MANAGEMENT’S DISCUSSION AND ANALYSIS OF FINANCIAL CONDITION AND RESULTS OF OPERATIONS.
Forward-Looking Statements
Certain statements contained herein are “forward-looking statements” within the meaning of Section 27A of the Securities Act of 1933 and Section 21E of the Securities Exchange Act of 1934. Such forward-looking statements may be identified by reference to a future period or periods, or by the use of forward-looking terminology, such as “may,” “will,” “believe,” “expect,” “estimate,” "project," "intend," “anticipate,” “continue,” or similar terms or variations on those terms, or the negative of those terms. Forward-looking statements are subject to numerous risks and uncertainties, including, but not limited to, those set forth in Item 1A of the Company's Annual Report on Form 10-K, as supplemented by its Quarterly Reports on Form 10-Q, and those related to the economic environment, particularly in the market areas in which the Company operates, competitive products and pricing, fiscal and monetary policies of the U.S. Government, changes in accounting policies and practices that may be adopted by the regulatory agencies and the accounting standards setters, changes in government regulations affecting financial institutions, including regulatory fees and capital requirements, changes in prevailing interest rates, acquisitions and the integration of acquired businesses, credit risk management, asset-liability management, the financial and securities markets and the availability of and costs associated with sources of liquidity.

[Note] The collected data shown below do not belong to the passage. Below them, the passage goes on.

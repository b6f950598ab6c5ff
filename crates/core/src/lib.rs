//! Careline Core - Shared types library.
//!
//! This crate provides common types used across all Careline components:
//! - `backend` - Complaint intake and admin triage HTTP service
//!
//! # Architecture
//!
//! The core crate contains only types - no I/O, no store access, no HTTP
//! clients. This keeps it lightweight and allows it to be used anywhere.
//!
//! # Modules
//!
//! - [`types`] - Newtype wrappers for usernames, complaint ids, and statuses

#![cfg_attr(not(test), forbid(unsafe_code))]

pub mod types;

pub use types::*;
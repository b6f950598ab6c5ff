//! Admin account repository.
//!
//! Persists [`AdminRecord`]s under the `admins` node, keyed by username.

use serde_json::Value;

use careline_core::Username;

use crate::models::admin::{AdminAccount, AdminRecord};

use super::{DocumentStore, StoreError};

/// Store node holding admin accounts.
const NODE: &str = "admins";

/// Repository for admin account store operations.
pub struct AdminRepository<'a> {
    store: &'a dyn DocumentStore,
}

impl<'a> AdminRepository<'a> {
    /// Create a new admin repository.
    #[must_use]
    pub const fn new(store: &'a dyn DocumentStore) -> Self {
        Self { store }
    }

    /// Get an admin account by username.
    ///
    /// # Errors
    ///
    /// Returns `StoreError::Unavailable`/`Rejected` if the store call fails.
    /// Returns `StoreError::DataCorruption` if the stored value is invalid.
    pub async fn get(&self, username: &Username) -> Result<Option<AdminAccount>, StoreError> {
        let value = self.store.get(NODE, username.as_str()).await?;
        value
            .map(|v| decode_record(username.as_str(), v))
            .transpose()
    }

    /// Create or fully overwrite an admin account.
    ///
    /// # Errors
    ///
    /// Returns `StoreError::Unavailable`/`Rejected` if the store call fails.
    pub async fn set(&self, username: &Username, record: &AdminRecord) -> Result<(), StoreError> {
        let value = serde_json::to_value(record)
            .map_err(|e| StoreError::DataCorruption(e.to_string()))?;
        self.store.put(NODE, username.as_str(), value).await
    }

    /// Merge fields into an existing admin account.
    ///
    /// # Errors
    ///
    /// Returns `StoreError::Unavailable`/`Rejected` if the store call fails.
    pub async fn update(&self, username: &Username, partial: Value) -> Result<(), StoreError> {
        self.store.patch(NODE, username.as_str(), partial).await
    }

    /// Delete an admin account. Deleting an absent username is a no-op;
    /// callers that need a not-found distinction check existence first.
    ///
    /// # Errors
    ///
    /// Returns `StoreError::Unavailable`/`Rejected` if the store call fails.
    pub async fn delete(&self, username: &Username) -> Result<(), StoreError> {
        self.store.delete(NODE, username.as_str()).await
    }

    /// List all admin accounts, ordered by username.
    ///
    /// # Errors
    ///
    /// Returns `StoreError::Unavailable`/`Rejected` if the store call fails.
    /// Returns `StoreError::DataCorruption` if any stored value is invalid.
    pub async fn list(&self) -> Result<Vec<AdminAccount>, StoreError> {
        let docs = self.store.list(NODE).await?;
        docs.into_iter()
            .map(|(key, value)| decode_record(&key, value))
            .collect()
    }
}

/// Decode a stored value into a domain account, reuniting it with its key.
fn decode_record(key: &str, value: Value) -> Result<AdminAccount, StoreError> {
    let username = Username::parse(key)
        .map_err(|e| StoreError::DataCorruption(format!("invalid username key {key:?}: {e}")))?;
    let record: AdminRecord = serde_json::from_value(value)
        .map_err(|e| StoreError::DataCorruption(format!("invalid admin record for {key:?}: {e}")))?;
    Ok(AdminAccount { username, record })
}
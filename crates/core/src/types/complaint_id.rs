//! Complaint tracking identifier.

use core::fmt;

use serde::{Deserialize, Serialize};

/// Errors that can occur when parsing a [`ComplaintId`].
#[derive(thiserror::Error, Debug, Clone)]
pub enum ComplaintIdError {
    /// The input does not start with the `CMP-` prefix.
    #[error("complaint id must start with \"CMP-\"")]
    MissingPrefix,
    /// The numeric part is not a four-digit number in range.
    #[error("complaint id must end in a number between 1000 and 9999")]
    InvalidNumber,
}

/// A patient-facing complaint tracking id, e.g. `CMP-4821`.
///
/// Ids are handed to patients on submission and typed back in to look up
/// status, so the format stays short and unambiguous: the fixed `CMP-`
/// prefix followed by four digits.
#[derive(Debug, Clone, Serialize, Deserialize, PartialEq, Eq, Hash)]
#[serde(transparent)]
pub struct ComplaintId(String);

impl ComplaintId {
    /// Prefix shared by all complaint ids.
    pub const PREFIX: &'static str = "CMP-";

    /// Smallest valid numeric suffix.
    pub const MIN_NUMBER: u16 = 1000;

    /// Largest valid numeric suffix.
    pub const MAX_NUMBER: u16 = 9999;

    /// Build a `ComplaintId` from a numeric suffix.
    ///
    /// # Errors
    ///
    /// Returns [`ComplaintIdError::InvalidNumber`] if `number` is outside
    /// the 1000-9999 range.
    pub fn from_number(number: u16) -> Result<Self, ComplaintIdError> {
        if !(Self::MIN_NUMBER..=Self::MAX_NUMBER).contains(&number) {
            return Err(ComplaintIdError::InvalidNumber);
        }
        Ok(Self(format!("{}{number}", Self::PREFIX)))
    }

    /// Parse a `ComplaintId` from a string.
    ///
    /// # Errors
    ///
    /// Returns an error if the input lacks the `CMP-` prefix or the suffix
    /// is not a four-digit number between 1000 and 9999.
    pub fn parse(s: &str) -> Result<Self, ComplaintIdError> {
        let digits = s
            .strip_prefix(Self::PREFIX)
            .ok_or(ComplaintIdError::MissingPrefix)?;

        if digits.len() != 4 || !digits.bytes().all(|b| b.is_ascii_digit()) {
            return Err(ComplaintIdError::InvalidNumber);
        }

        let number: u16 = digits
            .parse()
            .map_err(|_| ComplaintIdError::InvalidNumber)?;

        Self::from_number(number)
    }

    /// Returns the id as a string slice.
    #[must_use]
    pub fn as_str(&self) -> &str {
        &self.0
    }

    /// Consumes the `ComplaintId` and returns its inner string.
    #[must_use]
    pub fn into_inner(self) -> String {
        self.0
    }
}

impl fmt::Display for ComplaintId {
    fn fmt(&self, f: &mut fmt::Formatter<'_>) -> fmt::Result {
        write!(f, "{}", self.0)
    }
}

impl std::str::FromStr for ComplaintId {
    type Err = ComplaintIdError;

    fn from_str(s: &str) -> Result<Self, Self::Err> {
        Self::parse(s)
    }
}

impl AsRef<str> for ComplaintId {
    fn as_ref(&self) -> &str {
        &self.0
    }
}
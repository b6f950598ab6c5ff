//! Shared helpers for backend API tests.
//!
//! Tests drive the real router over the in-memory store backend, so the
//! suite needs no running server and no Firebase project.

use std::sync::Arc;

use axum::Router;
use axum::body::Body;
use axum::http::{Request, StatusCode, header};
use http_body_util::BodyExt;
use secrecy::SecretString;
use tower::ServiceExt;
use url::Url;

use careline_backend::app;
use careline_backend::config::{BackendConfig, FirebaseConfig, SuperAdminConfig};
use careline_backend::state::AppState;
use careline_backend::store::{DocumentStore, MemoryStore};
use careline_core::Username;

/// Reserved super-admin credentials used throughout the tests.
pub const SUPER_USERNAME: &str = "root";
pub const SUPER_PASSWORD: &str = "Openforme";

/// Build an application over a fresh in-memory store, bootstrap included.
pub async fn test_app() -> Router {
    test_app_over(Arc::new(MemoryStore::new())).await
}

/// Build an application over the given store backend, bootstrap included.
pub async fn test_app_over(store: Arc<dyn DocumentStore>) -> Router {
    let config = BackendConfig {
        firebase: FirebaseConfig {
            database_url: Url::parse("https://careline-test.firebaseio.com")
                .expect("valid test url"),
            auth_token: None,
        },
        host: "127.0.0.1".parse().expect("valid host"),
        port: 8000,
        base_url: "http://127.0.0.1:8000".to_string(),
        session_secret: SecretString::from("k".repeat(64)),
        super_admin: SuperAdminConfig {
            username: Username::parse(SUPER_USERNAME).expect("valid username"),
            password: SecretString::from(SUPER_PASSWORD),
        },
        sentry_dsn: None,
        sentry_environment: None,
        sentry_sample_rate: 1.0,
        sentry_traces_sample_rate: 1.0,
    };

    let state = AppState::new(config, store);
    state
        .accounts()
        .bootstrap()
        .await
        .expect("bootstrap against an in-memory store cannot fail");

    app(state)
}

/// Log in through the real endpoint and return the session cookie
/// (`name=value`) to send back on later requests.
pub async fn login(app: &Router, username: &str, password: &str) -> String {
    let response = app
        .clone()
        .oneshot(
            Request::builder()
                .method("POST")
                .uri("/login")
                .header(header::CONTENT_TYPE, "application/x-www-form-urlencoded")
                .body(Body::from(format!(
                    "username={username}&password={password}"
                )))
                .expect("valid request"),
        )
        .await
        .expect("infallible");

    assert_eq!(response.status(), StatusCode::SEE_OTHER, "login should succeed");
    assert_eq!(
        response
            .headers()
            .get(header::LOCATION)
            .and_then(|v| v.to_str().ok()),
        Some("/admin")
    );

    let set_cookie = response
        .headers()
        .get(header::SET_COOKIE)
        .and_then(|v| v.to_str().ok())
        .expect("login should set a session cookie");

    set_cookie
        .split(';')
        .next()
        .expect("cookie header has a name=value part")
        .to_string()
}

/// Send a request and return `(status, parsed JSON body)`.
pub async fn send_json(
    app: &Router,
    request: Request<Body>,
) -> (StatusCode, serde_json::Value) {
    let response = app.clone().oneshot(request).await.expect("infallible");
    let status = response.status();
    let bytes = response
        .into_body()
        .collect()
        .await
        .expect("body collects")
        .to_bytes();
    let json = if bytes.is_empty() {
        serde_json::Value::Null
    } else {
        serde_json::from_slice(&bytes).expect("body is JSON")
    };
    (status, json)
}

/// Build a GET request with an optional session cookie.
pub fn get(uri: &str, cookie: Option<&str>) -> Request<Body> {
    let mut builder = Request::builder().method("GET").uri(uri);
    if let Some(cookie) = cookie {
        builder = builder.header(header::COOKIE, cookie);
    }
    builder.body(Body::empty()).expect("valid request")
}

/// Build a JSON-bodied request with an optional session cookie.
pub fn json_request(
    method: &str,
    uri: &str,
    cookie: Option<&str>,
    body: &serde_json::Value,
) -> Request<Body> {
    let mut builder = Request::builder()
        .method(method)
        .uri(uri)
        .header(header::CONTENT_TYPE, "application/json");
    if let Some(cookie) = cookie {
        builder = builder.header(header::COOKIE, cookie);
    }
    builder
        .body(Body::from(body.to_string()))
        .expect("valid request")
}

/// Build a form-bodied POST request.
pub fn form_request(uri: &str, body: &str) -> Request<Body> {
    Request::builder()
        .method("POST")
        .uri(uri)
        .header(header::CONTENT_TYPE, "application/x-www-form-urlencoded")
        .body(Body::from(body.to_string()))
        .expect("valid request")
}
#[cfg(test)]
#[allow(clippy::unwrap_used)]
mod tests {
    use secrecy::SecretString;

    use crate::store::{DocumentStore, MemoryStore};

    use super::*;

    fn super_admin() -> SuperAdminConfig {
        SuperAdminConfig {
            username: Username::parse("root").unwrap(),
            password: SecretString::from("Openforme"),
        }
    }

    fn service<'a>(store: &'a MemoryStore, config: &'a SuperAdminConfig) -> AccountService<'a> {
        AccountService::new(AdminRepository::new(store), config)
    }

    #[test]
    fn test_hash_then_verify() {
        let hash = hash_password("secret1").unwrap();
        assert!(verify_password("secret1", &hash).is_ok());
        assert!(verify_password("secret2", &hash).is_err());
    }

    #[test]
    fn test_hashes_are_salted() {
        let a = hash_password("secret1").unwrap();
        let b = hash_password("secret1").unwrap();
        assert_ne!(a, b);
    }

    #[tokio::test]
    async fn test_bootstrap_materializes_reserved_record() {
        let store = MemoryStore::new();
        let config = super_admin();
        let svc = service(&store, &config);

        svc.bootstrap().await.unwrap();

        let account = svc
            .admins
            .get(&config.username)
            .await
            .unwrap()
            .expect("record should exist");
        assert!(account.record.is_super_admin);
        assert_eq!(account.record.created_by, CREATED_BY_SYSTEM);
        assert!(verify_password("Openforme", &account.record.password_hash).is_ok());
    }

    #[tokio::test]
    async fn test_bootstrap_is_idempotent() {
        let store = MemoryStore::new();
        let config = super_admin();
        let svc = service(&store, &config);

        svc.bootstrap().await.unwrap();
        let first = svc.admins.get(&config.username).await.unwrap().unwrap();

        svc.bootstrap().await.unwrap();
        let second = svc.admins.get(&config.username).await.unwrap().unwrap();

        assert_eq!(first.record.password_hash, second.record.password_hash);
        assert_eq!(first.record.created_at, second.record.created_at);
    }

    #[tokio::test]
    async fn test_login_reserved_identity() {
        let store = MemoryStore::new();
        let config = super_admin();
        let svc = service(&store, &config);

        // Works even before bootstrap materializes the record
        let admin = svc.login("root", "Openforme").await.unwrap();
        assert!(admin.is_super_admin);
        assert_eq!(admin.username.as_str(), "root");

        assert!(matches!(
            svc.login("root", "wrong").await,
            Err(AccountError::InvalidCredentials)
        ));
    }

    #[tokio::test]
    async fn test_create_then_login() {
        let store = MemoryStore::new();
        let config = super_admin();
        let svc = service(&store, &config);

        svc.create_admin("bob", "secret1", &config.username)
            .await
            .unwrap();

        let admin = svc.login("bob", "secret1").await.unwrap();
        assert!(!admin.is_super_admin);
        assert_eq!(admin.username.as_str(), "bob");
    }

    #[tokio::test]
    async fn test_login_is_enumeration_safe() {
        let store = MemoryStore::new();
        let config = super_admin();
        let svc = service(&store, &config);

        svc.create_admin("bob", "secret1", &config.username)
            .await
            .unwrap();

        let unknown_user = svc.login("ghost", "secret1").await.unwrap_err();
        let wrong_password = svc.login("bob", "wrong12").await.unwrap_err();

        assert_eq!(unknown_user.to_string(), wrong_password.to_string());
    }

    #[tokio::test]
    async fn test_create_rejects_reserved_username() {
        let store = MemoryStore::new();
        let config = super_admin();
        let svc = service(&store, &config);

        assert!(matches!(
            svc.create_admin("root", "secret1", &config.username).await,
            Err(AccountError::ReservedUsername)
        ));

        // Store untouched
        assert!(store.list("admins").await.unwrap().is_empty());
    }

    #[tokio::test]
    async fn test_create_rejects_short_password() {
        let store = MemoryStore::new();
        let config = super_admin();
        let svc = service(&store, &config);

        assert!(matches!(
            svc.create_admin("bob", "five5", &config.username).await,
            Err(AccountError::WeakPassword(_))
        ));
        assert!(store.list("admins").await.unwrap().is_empty());
    }

    #[tokio::test]
    async fn test_create_rejects_duplicate() {
        let store = MemoryStore::new();
        let config = super_admin();
        let svc = service(&store, &config);

        svc.create_admin("bob", "secret1", &config.username)
            .await
            .unwrap();

        assert!(matches!(
            svc.create_admin("bob", "secret2", &config.username).await,
            Err(AccountError::AlreadyExists)
        ));
    }

    #[tokio::test]
    async fn test_create_rejects_malformed_username() {
        let store = MemoryStore::new();
        let config = super_admin();
        let svc = service(&store, &config);

        assert!(matches!(
            svc.create_admin("", "secret1", &config.username).await,
            Err(AccountError::InvalidUsername(_))
        ));
        assert!(matches!(
            svc.create_admin("a/b", "secret1", &config.username).await,
            Err(AccountError::InvalidUsername(_))
        ));
    }

    #[tokio::test]
    async fn test_list_admins_synthetic_reserved_entry_first() {
        let store = MemoryStore::new();
        let config = super_admin();
        let svc = service(&store, &config);

        // No bootstrap yet: synthetic entry stands in
        let admins = svc.list_admins().await.unwrap();
        assert_eq!(admins.len(), 1);
        assert_eq!(admins[0].username.as_str(), "root");
        assert!(admins[0].is_super_admin);
        assert!(admins[0].created_at.is_none());
    }

    #[tokio::test]
    async fn test_list_admins_deduplicates_after_bootstrap() {
        let store = MemoryStore::new();
        let config = super_admin();
        let svc = service(&store, &config);

        svc.bootstrap().await.unwrap();
        svc.create_admin("alice", "secret1", &config.username)
            .await
            .unwrap();

        let admins = svc.list_admins().await.unwrap();
        let names: Vec<_> = admins.iter().map(|a| a.username.as_str()).collect();
        assert_eq!(names, ["root", "alice"]);
        // Materialized now, so the entry carries its creation time
        assert!(admins[0].created_at.is_some());
    }

    #[tokio::test]
    async fn test_delete_admin() {
        let store = MemoryStore::new();
        let config = super_admin();
        let svc = service(&store, &config);

        svc.create_admin("bob", "secret1", &config.username)
            .await
            .unwrap();
        svc.delete_admin(&Username::parse("bob").unwrap())
            .await
            .unwrap();

        assert!(matches!(
            svc.login("bob", "secret1").await,
            Err(AccountError::InvalidCredentials)
        ));
    }

    #[tokio::test]
    async fn test_delete_reserved_is_protected() {
        let store = MemoryStore::new();
        let config = super_admin();
        let svc = service(&store, &config);

        svc.bootstrap().await.unwrap();

        assert!(matches!(
            svc.delete_admin(&config.username).await,
            Err(AccountError::ProtectedAccount)
        ));
        assert!(svc.admins.get(&config.username).await.unwrap().is_some());
    }

    #[tokio::test]
    async fn test_delete_absent_is_not_found() {
        let store = MemoryStore::new();
        let config = super_admin();
        let svc = service(&store, &config);

        assert!(matches!(
            svc.delete_admin(&Username::parse("ghost").unwrap()).await,
            Err(AccountError::NotFound)
        ));
    }

    #[tokio::test]
    async fn test_update_password() {
        let store = MemoryStore::new();
        let config = super_admin();
        let svc = service(&store, &config);

        svc.create_admin("bob", "secret1", &config.username)
            .await
            .unwrap();

        let bob = Username::parse("bob").unwrap();
        svc.update_password(&bob, "secret1", "secret2").await.unwrap();

        assert!(svc.login("bob", "secret2").await.is_ok());
        assert!(svc.login("bob", "secret1").await.is_err());

        let account = svc.admins.get(&bob).await.unwrap().unwrap();
        assert!(account.record.updated_at.is_some());
    }

    #[tokio::test]
    async fn test_update_password_wrong_current_leaves_hash_unchanged() {
        let store = MemoryStore::new();
        let config = super_admin();
        let svc = service(&store, &config);

        svc.create_admin("bob", "secret1", &config.username)
            .await
            .unwrap();
        let bob = Username::parse("bob").unwrap();
        let before = svc.admins.get(&bob).await.unwrap().unwrap();

        assert!(matches!(
            svc.update_password(&bob, "wrong12", "secret2").await,
            Err(AccountError::InvalidCredentials)
        ));

        let after = svc.admins.get(&bob).await.unwrap().unwrap();
        assert_eq!(before.record.password_hash, after.record.password_hash);
    }

    #[tokio::test]
    async fn test_update_password_reserved_is_immutable() {
        let store = MemoryStore::new();
        let config = super_admin();
        let svc = service(&store, &config);

        svc.bootstrap().await.unwrap();

        assert!(matches!(
            svc.update_password(&config.username, "Openforme", "NewPass1")
                .await,
            Err(AccountError::PasswordImmutable)
        ));
    }

    #[tokio::test]
    async fn test_update_password_rejects_short_new_password() {
        let store = MemoryStore::new();
        let config = super_admin();
        let svc = service(&store, &config);

        svc.create_admin("bob", "secret1", &config.username)
            .await
            .unwrap();

        assert!(matches!(
            svc.update_password(&Username::parse("bob").unwrap(), "secret1", "short")
                .await,
            Err(AccountError::WeakPassword(_))
        ));
    }
}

In addition, the COVID-19 pandemic continues to have an adverse impact on the Company, its customers and the communities it serves. Given its ongoing and dynamic nature, it is difficult to predict the full impact of the COVID-19 outbreak on our business, financial condition and results of operations. The extent of such impact will depend on future developments, which are highly uncertain, including when the coronavirus can be controlled and abated, and the extent to which the economy can remain open. As a result of the COVID-19 pandemic and the related adverse local and national economic consequences, we could be subject to any of the following risks, any of which could have a material, adverse effect on our business, financial condition, liquidity, and results of operations: the demand for our products and services may decline, making it difficult to grow assets and income; if the economy is unable to remain substantially open, and high levels of unemployment continue for an extended period of time, loan delinquencies, problem assets, and foreclosures may increase, resulting in increased charges and reduced income; collateral for loans, especially real estate, may decline in value, which could cause loan losses to increase; our allowance for credit losses may increase if borrowers experience financial difficulties, which will adversely affect our net income; the net worth and liquidity of loan guarantors may decline, impairing their ability to honor commitments to us; as the result of the decline in the Federal Reserve Board’s target federal funds rate to near 0%, the yield on our assets may decline to a greater extent than the decline in our cost of interest-bearing liabilities, reducing our net interest margin and spread and reducing net income; our wealth management revenues may decline with continuing market turmoil; we may face the risk of a goodwill write-down due to stock price decline; and our cyber security risks are increased as the result of an increase in the number of employees working remotely.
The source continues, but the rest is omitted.